Action item
Please report every line in the entries that contains the string "cycle".

(Saved data entries)

++++++++

//! Parallel debate orchestrator.
//!
//! Society-of-mind pattern: every ready or degraded agent answers the
//! question independently, results land in shared memory, and a supervisor
//! synthesizes one coherent response. Worker failures are isolated; a single
//! success keeps the debate alive. Trace topology:
//! `ORCHESTRATION -> FANOUT -> (FAN_OUT_CHILD per attempted agent) -> COLLECT -> SYNTHESIS`
//! where COLLECT joins only the children that produced an answer.

use std::collections::BTreeMap;
use std::sync::Arc;

use futures::future::join_all;
use serde::{Deserialize, Serialize};
use serde_json::json;
use tokio::sync::Semaphore;

use crate::agents::{Agent, AgentPool};
use crate::config::Config;
use crate::error::{OrchestratorError, OrchestratorResult};
use crate::readiness::{DebateState, ReadinessSummary};
use crate::runtime::{AgentRuntime, RequestContext};
use crate::trace::StepType;

const SUPERVISOR_INSTRUCTIONS: &str = "\
You supervise a panel of database-bound graph specialists who answered the \
same question independently. Synthesize their responses into a single \
coherent answer. Weigh agreement across databases above any single claim, \
note disagreements explicitly, and ignore fragments that only report errors.";

/// Terminal status of one debate worker.
#[derive(Debug, Clone, Copy, PartialEq, Eq, Serialize, Deserialize)]
#[serde(rename_all = "snake_case")]
pub enum AgentStatus {
    Success,
    Timeout,
    ToolError,
    Unreachable,
}

/// Result of a full debate cycle.
#[derive(Debug, Clone)]
pub struct DebateRun {
    /// Supervisor synthesis; `None` when the debate was blocked.
    pub answer: Option<String>,
    pub agent_statuses: BTreeMap<String, AgentStatus>,
    /// One fragment per attempted agent (answers or error text).
    pub fragments: BTreeMap<String, String>,
    pub debate_state: DebateState,
    pub readiness: ReadinessSummary,
}

struct WorkerOutcome {
    database: String,
    status: AgentStatus,
    fragment: String,
}

pub struct DebateOrchestrator {
    runtime: Arc<AgentRuntime>,
    pool: Arc<AgentPool>,
    config: Arc<Config>,
}

impl DebateOrchestrator {
    pub fn new(runtime: Arc<AgentRuntime>, pool: Arc<AgentPool>, config: Arc<Config>) -> Self {
        Self {
            runtime,
            pool,
            config,
        }
    }

    /// Execute the full debate cycle: fan-out, collect, synthesize.
    pub async fn run(
        &self,
        question: &str,
        databases: &[String],
        ctx: &RequestContext,
    ) -> OrchestratorResult<DebateRun> {
        let readiness = self.pool.readiness(databases);
        let attempted = readiness.attempted();

        let orchestration_step = ctx.trace.root(
            StepType::Orchestration,
            "DebateOrchestrator",
            "orchestration",
            "Parallel debate started",
            json!({
                "query": preview(question),
                "agent_count": attempted.len(),
                "databases": databases,
            }),
        )?;
        let fanout_step = ctx.trace.child(
            &orchestration_step,
            StepType::Fanout,
            "DebateOrchestrator",
            "orchestration",
            &format!("Dispatching query to {} agents", attempted.len()),
            json!({
                "agents": attempted.iter().map(|db| format!("Agent_{db}")).collect::<Vec<_>>(),
            }),
        )?;

        // Databases unreachable at snapshot time are accounted for without a
        // worker; their absence from shared memory marks them unreachable.
        let mut agent_statuses: BTreeMap<String, AgentStatus> = readiness
            .blocked
            .iter()
            .map(|db| (db.clone(), AgentStatus::Unreachable))
            .collect();
        let mut fragments = BTreeMap::new();

        if attempted.is_empty() {
            tracing::warn!("debate blocked: no ready or degraded agents");
            return Ok(DebateRun {
                answer: None,
                agent_statuses,
                fragments,
                debate_state: DebateState::Blocked,
                readiness,
            });
        }

        let debate_span = ctx.spans.start("debate.orchestration", None);
        let debate_span_id = debate_span.id.clone();

        let semaphore = Arc::new(Semaphore::new(
            self.config.effective_parallelism(attempted.len()),
        ));
        let workers = attempted.iter().map(|db| {
            self.run_worker(
                db.clone(),
                question.to_string(),
                ctx,
                Arc::clone(&semaphore),
                debate_span_id.clone(),
            )
        });
        let outcomes: Vec<WorkerOutcome> = join_all(workers).await;

        let mut answered_children = Vec::new();
        for outcome in &outcomes {
            let child = ctx.trace.child(
                &fanout_step,
                StepType::FanOutChild,
                &format!("Agent_{}", outcome.database),
                "fan-out",
                &preview(&outcome.fragment),
                json!({"db": outcome.database, "status": outcome.status}),
            )?;
            if outcome.status == AgentStatus::Success {
                answered_children.push(child);
            }
            agent_statuses.insert(outcome.database.clone(), outcome.status);
            fragments.insert(outcome.database.clone(), outcome.fragment.clone());
        }

        if answered_children.is_empty() {
            ctx.spans.finish(debate_span, json!({"successes": 0}));
            tracing::warn!("debate blocked: all workers failed");
            return Ok(DebateRun {
                answer: None,
                agent_statuses,
                fragments,
                debate_state: DebateState::Blocked,
                readiness,
            });
        }

        let collect_step = ctx.trace.join(
            &answered_children,
            StepType::Collect,
            "DebateOrchestrator",
            "orchestration",
            &format!("Collecting {} results", answered_children.len()),
            json!({"answered": answered_children.len(), "attempted": outcomes.len()}),
        )?;

        let answer = self
            .synthesize(question, &agent_statuses, &fragments, ctx, &debate_span_id)
            .await?;
        ctx.trace.child(
            &collect_step,
            StepType::Synthesis,
            "Supervisor",
            "synthesis",
            &preview(&answer),
            json!({"input_agents": answered_children.len()}),
        )?;
        ctx.spans
            .finish(debate_span, json!({"successes": answered_children.len()}));

        let failures = outcomes
            .iter()
            .filter(|o| o.status != AgentStatus::Success)
            .count();
        let debate_state = match readiness.debate_state() {
            // At least one answer arrived, so the debate is not blocked even
            // when nothing was nominally ready at snapshot time.
            DebateState::Blocked => DebateState::Degraded,
            DebateState::Ready if failures > 0 => DebateState::Degraded,
            state => state,
        };

        Ok(DebateRun {
            answer: Some(answer),
            agent_statuses,
            fragments,
            debate_state,
            readiness,
        })
    }

    async fn run_worker(
        &self,
        database: String,
        question: String,
        ctx: &RequestContext,
        semaphore: Arc<Semaphore>,
        debate_span_id: String,
    ) -> WorkerOutcome {
        let Ok(_permit) = semaphore.acquire().await else {
            return WorkerOutcome {
                database,
                status: AgentStatus::ToolError,
                fragment: "Error: worker pool closed".to_string(),
            };
        };
        let Some(agent) = self.pool.agent(&database) else {
            return WorkerOutcome {
                database,
                status: AgentStatus::Unreachable,
                fragment: "Error: no agent available".to_string(),
            };
        };

        let run = tokio::select! {
            biased;
            _ = ctx.cancel.cancelled() => {
                return WorkerOutcome {
                    database,
                    status: AgentStatus::Timeout,
                    fragment: "Error: request cancelled".to_string(),
                };
            }
            result = tokio::time::timeout(
                self.config.agent_timeout,
                self.runtime.run(&agent, &question, ctx, Some(&debate_span_id)),
            ) => result,
        };

        match run {
            Ok(Ok(result)) => {
                ctx.memory.put_result(&database, &result.text);
                WorkerOutcome {
                    database,
                    status: AgentStatus::Success,
                    fragment: result.text,
                }
            }
            Ok(Err(err)) => {
                tracing::warn!(database = %database, %err, "debate worker failed");
                WorkerOutcome {
                    database,
                    status: classify_error(&err),
                    fragment: format!("Error: {err}"),
                }
            }
            Err(_elapsed) => {
                tracing::warn!(database = %database, "debate worker timed out");
                WorkerOutcome {
                    database,
                    status: AgentStatus::Timeout,
                    fragment: format!(
                        "Error: no answer within {}s",
                        self.config.agent_timeout.as_secs()
                    ),
                }
            }
        }
    }

    async fn synthesize(
        &self,
        question: &str,
        statuses: &BTreeMap<String, AgentStatus>,
        fragments: &BTreeMap<String, String>,
        ctx: &RequestContext,
        debate_span_id: &str,
    ) -> OrchestratorResult<String> {
        let supervisor = Agent::new("Supervisor", None, SUPERVISOR_INSTRUCTIONS, vec![]);
        let input = format_for_supervisor(question, statuses, fragments, &ctx.memory.all_results());
        let result = self
            .runtime
            .run(&supervisor, &input, ctx, Some(debate_span_id))
            .await?;
        Ok(result.text)
    }
}

fn classify_error(err: &OrchestratorError) -> AgentStatus {
    match err {
        OrchestratorError::Timeout { .. } => AgentStatus::Timeout,
        OrchestratorError::Unreachable(_) => AgentStatus::Unreachable,
        _ => AgentStatus::ToolError,
    }
}

/// Synthesis input: the question, then one block per attempted agent with
/// its status and fragment. Shared-memory results win over the raw fragment
/// when an agent stored a refined finding.
fn format_for_supervisor(
    question: &str,
    statuses: &BTreeMap<String, AgentStatus>,
    fragments: &BTreeMap<String, String>,
    shared_results: &BTreeMap<String, String>,
) -> String {
    let mut parts = vec![format!("Original Question: {question}\n\nAgent Responses:")];
    for (database, fragment) in fragments {
        let status = statuses
            .get(database)
            .copied()
            .unwrap_or(AgentStatus::ToolError);
        let response = shared_results.get(database).unwrap_or(fragment);
        parts.push(format!(
            "--- Agent_{database} ({database}) [{status:?}] ---\n{response}"
        ));
    }
    parts.push(
        "Synthesize these responses into a single, coherent answer. \
         Highlight agreements and note disagreements."
            .to_string(),
    );
    parts.join("\n\n")
}

fn preview(text: &str) -> String {
    text.chars().take(120).collect()
}

#[cfg(test)]
mod tests {
    use super::*;

    #[test]
    fn error_classification_matches_taxonomy() {
        assert_eq!(
            classify_error(&OrchestratorError::Timeout {
                scope: "agent".to_string(),
                trace_steps: vec![]
            }),
            AgentStatus::Timeout
        );
        assert_eq!(
            classify_error(&OrchestratorError::Unreachable("kgfibo".to_string())),
            AgentStatus::Unreachable
        );
        assert_eq!(
            classify_error(&OrchestratorError::Tool("boom".to_string())),
            AgentStatus::ToolError
        );
    }

    #[test]
    fn supervisor_input_contains_every_fragment() {
        let mut statuses = BTreeMap::new();
        statuses.insert("kgnormal".to_string(), AgentStatus::Success);
        statuses.insert("kgfibo".to_string(), AgentStatus::Timeout);
        let mut fragments = BTreeMap::new();
        fragments.insert("kgnormal".to_string(), "ACME is supplied by Initech".to_string());
        fragments.insert("kgfibo".to_string(), "Error: no answer within 60s".to_string());

        let input = format_for_supervisor(
            "Who supplies ACME?",
            &statuses,
            &fragments,
            &BTreeMap::new(),
        );
        assert!(input.contains("Original Question: Who supplies ACME?"));
        assert!(input.contains("Agent_kgnormal (kgnormal)"));
        assert!(input.contains("Agent_kgfibo (kgfibo)"));
        assert!(input.contains("note disagreements"));
    }

    #[test]
    fn status_wire_names_are_snake_case() {
        assert_eq!(
            serde_json::to_value(AgentStatus::ToolError).unwrap(),
            serde_json::json!("tool_error")
        );
        assert_eq!(
            serde_json::to_value(AgentStatus::Unreachable).unwrap(),
            serde_json::json!("unreachable")
        );
    }
}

++++++++

Task solution
/// Result of a full debate cycle.
    /// Execute the full debate cycle: fan-out, collect, synthesize.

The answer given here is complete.